> [EXERCISE AIM] Read through the records below and copy each line that uses the word "push".

> [DATASET]
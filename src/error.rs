use thiserror::Error;

/// Locally recovered conditions raised while deriving or simulating a network.
///
/// None of these abort a derivation pass or a tick. They are logged where they
/// occur and collected on the [`crate::network::Network`] so callers can surface
/// them.
#[derive(Debug, Clone, PartialEq, Error)]
pub enum Diagnostic {
    /// A link references a node that is not part of the (filtered) graph.
    #[error("link {link_id} references missing node {missing}")]
    DataInconsistency { link_id: String, missing: String },

    /// A node id appeared more than once in the input.
    #[error("duplicate node id {id}, keeping the first occurrence")]
    DuplicateNode { id: String },

    /// A relation's label id was already taken by another node, so the
    /// relation was dropped.
    #[error("relation {link_id} dropped, its label id is already a node id")]
    RelationIdTaken { link_id: String },

    /// Zero-length vector or coincident points fed into force or curve math.
    #[error("degenerate geometry at node {node}: {detail}")]
    DegenerateGeometry { node: String, detail: &'static str },

    /// The hotspot router had no unclaimed slot left for a label.
    #[error("no free hotspot slot for {label} between {first} and {second}")]
    SlotExhaustion {
        label: String,
        first: String,
        second: String,
    },

    /// The requested budget fell outside `[c_min, c_max]`.
    #[error("budget {requested} outside [{c_min}, {c_max}], using {resolved}")]
    BudgetOutOfRange {
        requested: usize,
        c_min: usize,
        c_max: usize,
        resolved: usize,
    },

    /// An internal invariant did not hold; the offending element was dropped.
    #[error("invariant violated: {0}")]
    InvariantViolation(String),

    /// A command addressed a node that is not active.
    #[error("unknown node {0}")]
    UnknownNode(String),
}

impl Diagnostic {
    /// Emits the diagnostic through the `log` facade at the level its kind warrants.
    pub fn log(&self) {
        match self {
            Diagnostic::InvariantViolation(_) => log::error!("{self}"),
            Diagnostic::DegenerateGeometry { .. } => log::debug!("{self}"),
            Diagnostic::BudgetOutOfRange { .. } | Diagnostic::UnknownNode(_) => {
                log::info!("{self}")
            }
            _ => log::warn!("{self}"),
        }
    }
}

/// Convenience for collecting and logging diagnostics in one place.
#[derive(Debug, Default, Clone)]
pub struct Diagnostics {
    items: Vec<Diagnostic>,
}

impl Diagnostics {
    pub fn new() -> Self {
        Self::default()
    }

    pub fn push(&mut self, diagnostic: Diagnostic) {
        diagnostic.log();
        self.items.push(diagnostic);
    }

    /// Collects diagnostics that were already logged where they were raised.
    pub fn extend(&mut self, diagnostics: impl IntoIterator<Item = Diagnostic>) {
        self.items.extend(diagnostics);
    }

    pub fn is_empty(&self) -> bool {
        self.items.is_empty()
    }

    pub fn len(&self) -> usize {
        self.items.len()
    }

    pub fn iter(&self) -> impl Iterator<Item = &Diagnostic> {
        self.items.iter()
    }

    pub fn take(&mut self) -> Vec<Diagnostic> {
        std::mem::take(&mut self.items)
    }
}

> [WRITTEN REPLY]
    pub fn push(&mut self, diagnostic: Diagnostic) {
        self.items.push(diagnostic);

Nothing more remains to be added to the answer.